Nothing in the records should change; write them all out again.

The data =>
-*-*-

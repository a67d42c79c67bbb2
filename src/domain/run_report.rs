//! End-of-run reporting types
//!
//! Failure records are ephemeral: they are collected during a run, logged in
//! the summary and dropped. Nothing here is persisted.

use serde::{Deserialize, Serialize};
use std::time::Duration;
use uuid::Uuid;

use super::product::Gender;

/// A detail fetch that failed; the item itself was still persisted degraded
#[derive(Debug, Clone, PartialEq, Eq, Serialize, Deserialize)]
pub struct FailureRecord {
    pub name: String,
    pub brand: String,
    pub gender: Gender,
    pub color: String,
    pub url: String,
    pub reason: String,
}

/// Counters and failure log for one pipeline execution
#[derive(Debug, Clone, Serialize, Deserialize)]
pub struct RunSummary {
    pub run_id: Uuid,
    pub pages_processed: u32,
    pub listing_entries: usize,
    /// Records contained in batches that were written successfully
    pub uploaded: usize,
    pub skipped_existing: usize,
    pub run_duplicates: usize,
    pub degraded: usize,
    /// Page indexes whose batch upsert failed
    pub failed_batches: Vec<u32>,
    pub failures: Vec<FailureRecord>,
    pub cancelled: bool,
    pub elapsed: Duration,
}

impl RunSummary {
    pub fn new(run_id: Uuid) -> Self {
        Self {
            run_id,
            pages_processed: 0,
            listing_entries: 0,
            uploaded: 0,
            skipped_existing: 0,
            run_duplicates: 0,
            degraded: 0,
            failed_batches: Vec::new(),
            failures: Vec::new(),
            cancelled: false,
            elapsed: Duration::ZERO,
        }
    }

    pub fn is_clean(&self) -> bool {
        self.failures.is_empty() && self.failed_batches.is_empty()
    }

    /// Emits the run summary to the operational log stream
    pub fn log(&self) {
        if !self.failures.is_empty() {
            tracing::warn!(count = self.failures.len(), "⚠️ {} failed products:", self.failures.len());
            for failure in &self.failures {
                tracing::warn!(
                    brand = %failure.brand,
                    name = %failure.name,
                    url = %failure.url,
                    reason = %failure.reason,
                    "- {} ({}) → {}",
                    failure.name,
                    failure.url,
                    failure.reason
                );
            }
        }

        if !self.failed_batches.is_empty() {
            tracing::warn!(pages = ?self.failed_batches, "Batch upload failed for {} page(s)", self.failed_batches.len());
        }

        tracing::info!(
            run_id = %self.run_id,
            pages = self.pages_processed,
            entries = self.listing_entries,
            uploaded = self.uploaded,
            skipped_existing = self.skipped_existing,
            duplicates = self.run_duplicates,
            degraded = self.degraded,
            cancelled = self.cancelled,
            elapsed_ms = u64::try_from(self.elapsed.as_millis()).unwrap_or(u64::MAX),
            "🎉 All done. Total uploaded: {} shoes.",
            self.uploaded
        );
    }
}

-*-*-

Your response =>
repository a67d42c79c67bbb2
filename src/domain/run_report.rs
//! End-of-run reporting types
//!
//! Failure records are ephemeral: they are collected during a run, logged in
//! the summary and dropped. Nothing here is persisted.

use serde::{Deserialize, Serialize};
use std::time::Duration;
use uuid::Uuid;

use super::product::Gender;

/// A detail fetch that failed; the item itself was still persisted degraded
#[derive(Debug, Clone, PartialEq, Eq, Serialize, Deserialize)]
pub struct FailureRecord {
    pub name: String,
    pub brand: String,
    pub gender: Gender,
    pub color: String,
    pub url: String,
    pub reason: String,
}

/// Counters and failure log for one pipeline execution
#[derive(Debug, Clone, Serialize, Deserialize)]
pub struct RunSummary {
    pub run_id: Uuid,
    pub pages_processed: u32,
    pub listing_entries: usize,
    /// Records contained in batches that were written successfully
    pub uploaded: usize,
    pub skipped_existing: usize,
    pub run_duplicates: usize,
    pub degraded: usize,
    /// Page indexes whose batch upsert failed
    pub failed_batches: Vec<u32>,
    pub failures: Vec<FailureRecord>,
    pub cancelled: bool,
    pub elapsed: Duration,
}

impl RunSummary {
    pub fn new(run_id: Uuid) -> Self {
        Self {
            run_id,
            pages_processed: 0,
            listing_entries: 0,
            uploaded: 0,
            skipped_existing: 0,
            run_duplicates: 0,
            degraded: 0,
            failed_batches: Vec::new(),
            failures: Vec::new(),
            cancelled: false,
            elapsed: Duration::ZERO,
        }
    }

    pub fn is_clean(&self) -> bool {
        self.failures.is_empty() && self.failed_batches.is_empty()
    }

    /// Emits the run summary to the operational log stream
    pub fn log(&self) {
        if !self.failures.is_empty() {
            tracing::warn!(count = self.failures.len(), "⚠️ {} failed products:", self.failures.len());
            for failure in &self.failures {
                tracing::warn!(
                    brand = %failure.brand,
                    name = %failure.name,
                    url = %failure.url,
                    reason = %failure.reason,
                    "- {} ({}) → {}",
                    failure.name,
                    failure.url,
                    failure.reason
                );
            }
        }

        if !self.failed_batches.is_empty() {
            tracing::warn!(pages = ?self.failed_batches, "Batch upload failed for {} page(s)", self.failed_batches.len());
        }

        tracing::info!(
            run_id = %self.run_id,
            pages = self.pages_processed,
            entries = self.listing_entries,
            uploaded = self.uploaded,
            skipped_existing = self.skipped_existing,
            duplicates = self.run_duplicates,
            degraded = self.degraded,
            cancelled = self.cancelled,
            elapsed_ms = u64::try_from(self.elapsed.as_millis()).unwrap_or(u64::MAX),
            "🎉 All done. Total uploaded: {} shoes.",
            self.uploaded
        );
    }
}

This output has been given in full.